Procuradoria Geral Eleitoral admite que jurisprudências do TSE são favoráveis a Frederico Paes

O parecer da Procuradoria Geral Eleitoral (PGE) no processo que julga o registro de candidatura de Frederico Paes (MDB), vice de Wladimir Garotinho (PSD), admite que as jurisprudências mais recentes do TSE favorece o empresário.

De acordo com o parecer assinado pelo vice-procurador Geral Renato Brill de Góes, o que se discute no processo é se Frederico Paes deveria cumprir o prazo de afastamento de suas funções no Hospital dos Plantadores de Cana (HPC), entidade filantrópica privada, para ser candidato. As jurisprudências do TSE dizem que não.

“…Não se desconhece o teor de decisão dessa Corte Superior Eleitoral anotando que Dirigente de associação privada não está sujeito à desincompatibilização prevista no art. 1º, II, a, 9, da LC 64/90, ainda que a entidade receba subvenções públicas. Referido dispositivo legal engloba apenas presidentes, diretores e superintendentes de autarquias, empresas públicas, sociedades de economia mista, fundações públicas e fundações mantidas pelo poder público, que fazem parte da administração indireta…”, admite o vice-procurador em seu parecer.

O registro de candidatura de Frederico Paes foi alvo de uma ação judicial por parte do Solidariedade, partido do deputado Rodrigo Bacellar. Em primeira instância, o registro foi deferido pela justiça, com parecer favorável do Ministério Público Eleitoral.

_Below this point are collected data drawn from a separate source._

pub mod extract;
pub mod routes;
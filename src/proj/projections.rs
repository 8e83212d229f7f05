//! Code → projection cache.

use std::collections::HashMap;
use std::sync::{Arc, OnceLock, PoisonError, RwLock, RwLockReadGuard, RwLockWriteGuard};

use super::Projection;

#[derive(Clone, Debug, Default)]
pub struct ProjectionRegistry {
    cache: HashMap<String, Arc<Projection>>,
}

impl ProjectionRegistry {
    pub fn new() -> Self {
        Self::default()
    }

    /// The process-wide registry, created empty on first use.
    pub fn global() -> &'static RwLock<ProjectionRegistry> {
        static GLOBAL: OnceLock<RwLock<ProjectionRegistry>> = OnceLock::new();
        GLOBAL.get_or_init(|| RwLock::new(ProjectionRegistry::new()))
    }

    pub fn read_global() -> RwLockReadGuard<'static, ProjectionRegistry> {
        Self::global()
            .read()
            .unwrap_or_else(PoisonError::into_inner)
    }

    pub fn write_global() -> RwLockWriteGuard<'static, ProjectionRegistry> {
        Self::global()
            .write()
            .unwrap_or_else(PoisonError::into_inner)
    }

    pub fn clear(&mut self) {
        self.cache.clear();
    }

    /// Cache `projection` under its code, replacing any previous entry.
    pub fn add(&mut self, projection: Projection) -> Arc<Projection> {
        let projection = Arc::new(projection);
        self.add_shared(Arc::clone(&projection));
        projection
    }

    /// Cache an already shared projection under its code.
    pub fn add_shared(&mut self, projection: Arc<Projection>) {
        self.cache.insert(projection.code().to_string(), projection);
    }

    pub fn get(&self, code: &str) -> Option<Arc<Projection>> {
        self.cache.get(code).cloned()
    }

    pub fn len(&self) -> usize {
        self.cache.len()
    }

    pub fn is_empty(&self) -> bool {
        self.cache.is_empty()
    }
}

#[cfg(test)]
mod tests {
    use super::*;
    use crate::proj::Units;

    #[test]
    fn test_add_and_get() {
        let mut registry = ProjectionRegistry::new();
        let added = registry.add(Projection::new("EPSG:9999", Units::Meters));
        let got = registry.get("EPSG:9999").unwrap();
        assert!(Arc::ptr_eq(&added, &got));
        assert!(registry.get("EPSG:1").is_none());
    }

    #[test]
    fn test_clear() {
        let mut registry = ProjectionRegistry::new();
        registry.add(Projection::new("EPSG:9999", Units::Meters));
        registry.clear();
        assert!(registry.is_empty());
        assert!(registry.get("EPSG:9999").is_none());
    }
}
//! Source request planning: maps a triangulated source extent to the source
//! images that have to be requested.

use crate::error::ReprojError;
use crate::extent::Extent;
use crate::proj::Projection;

/// One source image to request.
#[derive(Clone, Copy, Debug, PartialEq)]
pub struct SourceRequest {
    /// Extent to request from the source, inside the source world.
    pub extent: Extent,
    /// Where the requested image sits in triangulated source space. Differs
    /// from `extent` by whole world widths when the triangles cross the
    /// antimeridian of a wrapping source.
    pub render_extent: Extent,
}

impl SourceRequest {
    fn unshifted(extent: Extent) -> Self {
        Self {
            extent,
            render_extent: extent,
        }
    }

    /// x offset from request space to render space.
    pub fn offset_x(&self) -> f64 {
        self.render_extent.min_x - self.extent.min_x
    }
}

/// Plan the source requests covering `source_extent`.
///
/// The extent is buffered by `kernel_radius` source pixels so the resampling
/// kernel has data at the edges. For a source that wraps in x the buffered
/// extent is normalised into the world, and split in two when it crosses the
/// world's right edge.
pub fn plan_source_requests(
    source_extent: &Extent,
    source: &Projection,
    source_resolution: f64,
    kernel_radius: f64,
) -> Result<Vec<SourceRequest>, ReprojError> {
    if source_extent.is_empty() || !source_extent.is_finite() {
        return Err(ReprojError::DegenerateGeometry(format!(
            "source extent {:?} is empty or not finite",
            source_extent.to_array()
        )));
    }
    if !(source_resolution.is_finite() && source_resolution > 0.0) {
        return Err(ReprojError::DegenerateGeometry(format!(
            "invalid source resolution {source_resolution}"
        )));
    }

    let buffered = source_extent.buffer(kernel_radius * source_resolution);

    let world = match source.extent() {
        Some(world) if source.can_wrap_x() && world.width() > 0.0 => *world,
        _ => return Ok(vec![SourceRequest::unshifted(buffered)]),
    };
    let world_width = world.width();

    if buffered.width() >= world_width {
        let clamped = Extent::new(world.min_x, buffered.min_y, world.max_x, buffered.max_y);
        return Ok(vec![SourceRequest::unshifted(clamped)]);
    }

    let worlds = ((buffered.min_x - world.min_x) / world_width).floor();
    let shift = worlds * world_width;
    let normalised = buffered.translate_x(-shift);

    if normalised.max_x <= world.max_x {
        return Ok(vec![SourceRequest {
            extent: normalised,
            render_extent: buffered,
        }]);
    }

    let right = Extent::new(normalised.min_x, normalised.min_y, world.max_x, normalised.max_y);
    let left = Extent::new(
        world.min_x,
        normalised.min_y,
        normalised.max_x - world_width,
        normalised.max_y,
    );
    Ok(vec![
        SourceRequest {
            extent: right,
            render_extent: right.translate_x(shift),
        },
        SourceRequest {
            extent: left,
            render_extent: left.translate_x(shift + world_width),
        },
    ])
}
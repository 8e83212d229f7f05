//! Transform lookup between projections, including composite transforms
//! chained through a shared intermediate projection.

use crate::error::ProjError;
use crate::extent::Extent;
use crate::proj::projections::ProjectionRegistry;
use crate::proj::transforms::{TransformFn, TransformRegistry};
use crate::proj::{epsg3857, epsg4326, Projection};

/// Projection through which composite transforms are chained.
pub const INTERMEDIATE_CODE: &str = "EPSG:4326";

/// Resolve a transform between two codes.
///
/// Order: a directly registered transform, then the identity for equal
/// codes, then `source → EPSG:4326 → destination` when both legs exist.
pub fn resolve_transform(
    transforms: &TransformRegistry,
    source: &str,
    destination: &str,
) -> Option<TransformFn> {
    if let Some(direct) = transforms.get(source, destination) {
        return Some(direct);
    }
    if source == destination {
        return Some(TransformFn::identity());
    }

    let to_common = if source == INTERMEDIATE_CODE {
        TransformFn::identity()
    } else {
        transforms.get(source, INTERMEDIATE_CODE)?
    };
    let from_common = if destination == INTERMEDIATE_CODE {
        TransformFn::identity()
    } else {
        transforms.get(INTERMEDIATE_CODE, destination)?
    };
    Some(to_common.then(&from_common))
}

pub fn get_transform_from_projections(
    transforms: &TransformRegistry,
    source: &Projection,
    destination: &Projection,
) -> Option<TransformFn> {
    resolve_transform(transforms, source.code(), destination.code())
}

/// Like [`get_transform_from_projections`], keyed by codes and failing with
/// [`ProjError::NoTransform`] instead of returning `None`.
pub fn get_transform(
    transforms: &TransformRegistry,
    source: &str,
    destination: &str,
) -> Result<TransformFn, ProjError> {
    resolve_transform(transforms, source, destination).ok_or_else(|| ProjError::NoTransform {
        from: source.to_string(),
        to: destination.to_string(),
    })
}

/// Transform a single coordinate between two codes.
pub fn transform(
    transforms: &TransformRegistry,
    coordinate: [f64; 2],
    source: &str,
    destination: &str,
) -> Result<[f64; 2], ProjError> {
    let func = get_transform(transforms, source, destination)?;
    let (x, y) = func.transform_point(coordinate[0], coordinate[1]);
    Ok([x, y])
}

/// Transform an extent, sampling each edge at `stops` interior points.
pub fn transform_extent(
    transforms: &TransformRegistry,
    extent: &Extent,
    source: &str,
    destination: &str,
    stops: usize,
) -> Result<Extent, ProjError> {
    let func = get_transform(transforms, source, destination)?;
    Ok(extent.apply_transform(&func, stops))
}

/// Two projections are equivalent when they share a code, or when they
/// share units and are linked by an identity transform.
pub fn equivalent(transforms: &TransformRegistry, a: &Projection, b: &Projection) -> bool {
    if a.code() == b.code() {
        return true;
    }
    a.units() == b.units()
        && transforms
            .get(a.code(), b.code())
            .is_some_and(|t| t.is_identity())
}

/// Register identity transforms between every pair of `codes`.
pub fn add_equivalent_projections(transforms: &mut TransformRegistry, codes: &[&str]) {
    for source in codes {
        for destination in codes {
            transforms.add(source, destination, TransformFn::identity());
        }
    }
}

/// Register `forward` from every code in `group1` to every code in `group2`,
/// and `inverse` for the opposite direction.
pub fn add_equivalent_transforms(
    transforms: &mut TransformRegistry,
    group1: &[&str],
    group2: &[&str],
    forward: &TransformFn,
    inverse: &TransformFn,
) {
    for a in group1 {
        for b in group2 {
            transforms.add(a, b, forward.clone());
            transforms.add(b, a, inverse.clone());
        }
    }
}

/// Register a pair of single-point functions as transforms in both directions.
pub fn add_coordinate_transforms<F, I>(
    transforms: &mut TransformRegistry,
    source: &str,
    destination: &str,
    forward: F,
    inverse: I,
) where
    F: Fn(f64, f64) -> (f64, f64) + Send + Sync + 'static,
    I: Fn(f64, f64) -> (f64, f64) + Send + Sync + 'static,
{
    transforms.add(source, destination, TransformFn::from_point_fn(forward));
    transforms.add(destination, source, TransformFn::from_point_fn(inverse));
}

/// Register the built-in EPSG:3857 and EPSG:4326 families with their
/// aliases and the transforms between them.
pub fn add_common(projections: &mut ProjectionRegistry, transforms: &mut TransformRegistry) {
    for p in epsg3857::projections() {
        projections.add(p);
    }
    for p in epsg4326::projections() {
        projections.add(p);
    }

    let geographic: Vec<&str> = epsg4326::CODES.iter().map(|(code, _)| *code).collect();
    add_equivalent_projections(transforms, epsg3857::CODES);
    add_equivalent_projections(transforms, &geographic);
    add_equivalent_transforms(
        transforms,
        &geographic,
        epsg3857::CODES,
        &epsg3857::from_epsg4326(),
        &epsg3857::to_epsg4326(),
    );
}

/// [`add_common`] on the process-wide registries.
pub fn register_common() {
    let mut projections = ProjectionRegistry::write_global();
    let mut transforms = TransformRegistry::write_global();
    add_common(&mut projections, &mut transforms);
}
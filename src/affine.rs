use crate::error::ReprojError;

/// A 2D affine transform.
///
/// Maps (u, v) to (x, y):
///   x = a * u + b * v + c
///   y = d * u + e * v + f
#[derive(Clone, Copy, Debug, PartialEq)]
pub struct Affine {
    pub a: f64,
    pub b: f64,
    pub c: f64,
    pub d: f64,
    pub e: f64,
    pub f: f64,
}

impl Affine {
    pub const IDENTITY: Affine = Affine {
        a: 1.0,
        b: 0.0,
        c: 0.0,
        d: 0.0,
        e: 1.0,
        f: 0.0,
    };

    pub fn new(a: f64, b: f64, c: f64, d: f64, e: f64, f: f64) -> Self {
        Self { a, b, c, d, e, f }
    }

    /// The transform taking the unit triangle `(0,0), (1,0), (0,1)` onto `p`.
    fn from_unit_triangle(p: &[[f64; 2]; 3]) -> Self {
        Self {
            a: p[1][0] - p[0][0],
            b: p[2][0] - p[0][0],
            c: p[0][0],
            d: p[1][1] - p[0][1],
            e: p[2][1] - p[0][1],
            f: p[0][1],
        }
    }

    /// The unique transform mapping each vertex of `from` onto the matching
    /// vertex of `to`.
    ///
    /// Fails when `from` is degenerate (collinear vertices).
    pub fn from_triangles(from: &[[f64; 2]; 3], to: &[[f64; 2]; 3]) -> Result<Affine, ReprojError> {
        let from_unit = Self::from_unit_triangle(from).inverse()?;
        Ok(from_unit.then(&Self::from_unit_triangle(to)))
    }

    /// Apply the forward transform: (u, v) -> (x, y).
    pub fn forward(&self, u: f64, v: f64) -> (f64, f64) {
        let x = self.a * u + self.b * v + self.c;
        let y = self.d * u + self.e * v + self.f;
        (x, y)
    }

    /// Compose: apply `self` first, then `next`.
    pub fn then(&self, next: &Affine) -> Affine {
        Affine {
            a: next.a * self.a + next.b * self.d,
            b: next.a * self.b + next.b * self.e,
            c: next.a * self.c + next.b * self.f + next.c,
            d: next.d * self.a + next.e * self.d,
            e: next.d * self.b + next.e * self.e,
            f: next.d * self.c + next.e * self.f + next.f,
        }
    }

    pub fn determinant(&self) -> f64 {
        self.a * self.e - self.b * self.d
    }

    /// Compute the inverse affine transform.
    pub fn inverse(&self) -> Result<Affine, ReprojError> {
        let det = self.determinant();
        if det.abs() < f64::EPSILON || !det.is_finite() {
            return Err(ReprojError::Affine(
                "Singular affine transform (determinant is zero)".into(),
            ));
        }
        let inv_det = 1.0 / det;
        Ok(Affine {
            a: self.e * inv_det,
            b: -self.b * inv_det,
            c: (self.b * self.f - self.e * self.c) * inv_det,
            d: -self.d * inv_det,
            e: self.a * inv_det,
            f: (self.d * self.c - self.a * self.f) * inv_det,
        })
    }
}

Mas o partido recorreu ao Tribunal Regional Eleitoral (TRE), que adotou outro entendimento. Agora o processo está em grau de recurso no Tribunal Superior Eleitoral (TSE).

A assessoria jurídica de Wladimir destaca que o registro dele foi deferido normalmente e que seu nome constou da urna. A assessoria também lembrou que os votos foram totalizados, com o candidato obtendo mais de 106 mil votos, o que lhe deram a liderança no primeiro turno.